Data records:

[Start of section]

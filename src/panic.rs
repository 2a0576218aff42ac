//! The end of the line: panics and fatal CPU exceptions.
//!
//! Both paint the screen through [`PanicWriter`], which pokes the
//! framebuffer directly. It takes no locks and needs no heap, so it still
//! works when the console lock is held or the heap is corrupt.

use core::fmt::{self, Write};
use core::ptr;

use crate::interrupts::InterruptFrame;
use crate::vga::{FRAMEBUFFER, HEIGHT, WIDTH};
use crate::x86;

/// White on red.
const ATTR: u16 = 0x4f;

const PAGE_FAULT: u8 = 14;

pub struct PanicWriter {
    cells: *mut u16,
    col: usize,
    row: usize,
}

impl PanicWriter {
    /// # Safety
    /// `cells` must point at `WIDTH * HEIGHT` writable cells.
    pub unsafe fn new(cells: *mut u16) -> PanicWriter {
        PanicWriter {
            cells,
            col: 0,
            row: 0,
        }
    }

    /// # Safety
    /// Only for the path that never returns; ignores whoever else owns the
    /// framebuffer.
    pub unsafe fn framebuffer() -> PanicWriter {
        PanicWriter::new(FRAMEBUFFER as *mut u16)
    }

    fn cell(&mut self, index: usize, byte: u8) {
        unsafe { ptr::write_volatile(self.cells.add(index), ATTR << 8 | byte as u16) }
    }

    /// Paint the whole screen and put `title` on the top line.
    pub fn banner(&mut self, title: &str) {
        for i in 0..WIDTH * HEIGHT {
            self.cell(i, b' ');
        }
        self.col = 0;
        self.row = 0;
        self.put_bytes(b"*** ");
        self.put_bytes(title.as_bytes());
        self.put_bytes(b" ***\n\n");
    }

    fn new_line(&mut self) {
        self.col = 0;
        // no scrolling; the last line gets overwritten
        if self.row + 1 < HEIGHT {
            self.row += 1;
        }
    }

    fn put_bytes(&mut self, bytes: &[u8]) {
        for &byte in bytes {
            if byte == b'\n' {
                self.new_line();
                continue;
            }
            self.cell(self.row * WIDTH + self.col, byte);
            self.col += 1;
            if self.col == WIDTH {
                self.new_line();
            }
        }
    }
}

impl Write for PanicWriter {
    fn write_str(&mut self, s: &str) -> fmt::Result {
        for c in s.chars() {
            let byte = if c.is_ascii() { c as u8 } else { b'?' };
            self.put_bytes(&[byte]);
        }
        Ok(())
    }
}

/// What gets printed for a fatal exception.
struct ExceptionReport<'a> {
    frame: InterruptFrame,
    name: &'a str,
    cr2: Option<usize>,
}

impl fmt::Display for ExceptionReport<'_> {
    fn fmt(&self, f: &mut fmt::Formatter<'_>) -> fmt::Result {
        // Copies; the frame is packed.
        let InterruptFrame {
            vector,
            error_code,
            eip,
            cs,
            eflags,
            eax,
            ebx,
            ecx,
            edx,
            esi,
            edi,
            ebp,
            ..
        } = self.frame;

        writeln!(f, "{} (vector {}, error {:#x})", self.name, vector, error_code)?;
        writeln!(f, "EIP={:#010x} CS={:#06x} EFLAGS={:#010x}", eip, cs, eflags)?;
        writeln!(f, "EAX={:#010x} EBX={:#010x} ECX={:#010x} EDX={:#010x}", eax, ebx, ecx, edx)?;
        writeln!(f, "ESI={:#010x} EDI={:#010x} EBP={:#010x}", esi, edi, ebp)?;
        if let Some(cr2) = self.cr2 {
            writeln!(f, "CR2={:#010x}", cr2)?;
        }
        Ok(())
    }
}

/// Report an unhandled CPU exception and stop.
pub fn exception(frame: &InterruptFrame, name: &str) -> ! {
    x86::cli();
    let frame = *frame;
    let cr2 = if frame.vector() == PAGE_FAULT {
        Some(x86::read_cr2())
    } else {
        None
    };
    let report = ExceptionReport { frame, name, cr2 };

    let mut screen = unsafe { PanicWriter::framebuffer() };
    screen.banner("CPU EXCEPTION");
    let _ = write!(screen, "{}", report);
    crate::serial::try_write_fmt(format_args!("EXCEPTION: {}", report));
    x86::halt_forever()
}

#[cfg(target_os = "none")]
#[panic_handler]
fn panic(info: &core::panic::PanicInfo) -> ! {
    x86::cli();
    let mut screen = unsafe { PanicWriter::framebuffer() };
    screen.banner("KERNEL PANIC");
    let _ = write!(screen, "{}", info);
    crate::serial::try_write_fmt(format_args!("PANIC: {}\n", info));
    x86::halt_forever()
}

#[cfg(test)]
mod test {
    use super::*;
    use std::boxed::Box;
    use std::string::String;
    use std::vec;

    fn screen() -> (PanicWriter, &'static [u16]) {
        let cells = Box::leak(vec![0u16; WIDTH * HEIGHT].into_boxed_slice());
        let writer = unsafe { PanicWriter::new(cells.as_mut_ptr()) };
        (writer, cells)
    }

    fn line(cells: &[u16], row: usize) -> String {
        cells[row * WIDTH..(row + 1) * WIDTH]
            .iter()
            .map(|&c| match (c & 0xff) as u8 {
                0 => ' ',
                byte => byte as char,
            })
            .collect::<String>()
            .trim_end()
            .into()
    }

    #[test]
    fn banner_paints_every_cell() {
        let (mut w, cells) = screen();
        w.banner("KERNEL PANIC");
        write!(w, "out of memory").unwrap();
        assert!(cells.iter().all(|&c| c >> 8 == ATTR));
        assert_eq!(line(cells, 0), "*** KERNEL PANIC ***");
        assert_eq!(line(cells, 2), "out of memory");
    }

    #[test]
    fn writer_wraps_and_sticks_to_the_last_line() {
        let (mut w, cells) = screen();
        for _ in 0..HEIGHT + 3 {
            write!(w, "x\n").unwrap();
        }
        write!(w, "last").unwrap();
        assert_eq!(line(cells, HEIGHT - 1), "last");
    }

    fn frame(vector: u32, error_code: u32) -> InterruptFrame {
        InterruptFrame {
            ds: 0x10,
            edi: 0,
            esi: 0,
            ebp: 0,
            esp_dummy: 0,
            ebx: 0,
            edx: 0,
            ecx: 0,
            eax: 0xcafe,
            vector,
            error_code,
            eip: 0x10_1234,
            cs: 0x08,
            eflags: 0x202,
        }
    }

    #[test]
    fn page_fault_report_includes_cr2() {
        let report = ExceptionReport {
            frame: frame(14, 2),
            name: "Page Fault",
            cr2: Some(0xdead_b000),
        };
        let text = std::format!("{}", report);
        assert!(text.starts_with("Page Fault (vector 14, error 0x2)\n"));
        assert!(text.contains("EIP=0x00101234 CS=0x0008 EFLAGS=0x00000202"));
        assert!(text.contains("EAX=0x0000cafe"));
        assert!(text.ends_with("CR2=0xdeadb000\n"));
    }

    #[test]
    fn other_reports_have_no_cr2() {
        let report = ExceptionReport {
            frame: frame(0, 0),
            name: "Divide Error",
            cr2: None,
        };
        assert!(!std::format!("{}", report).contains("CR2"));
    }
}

[End of section]

On how many lines above does the word "impl" appear? Only the number should be given.

3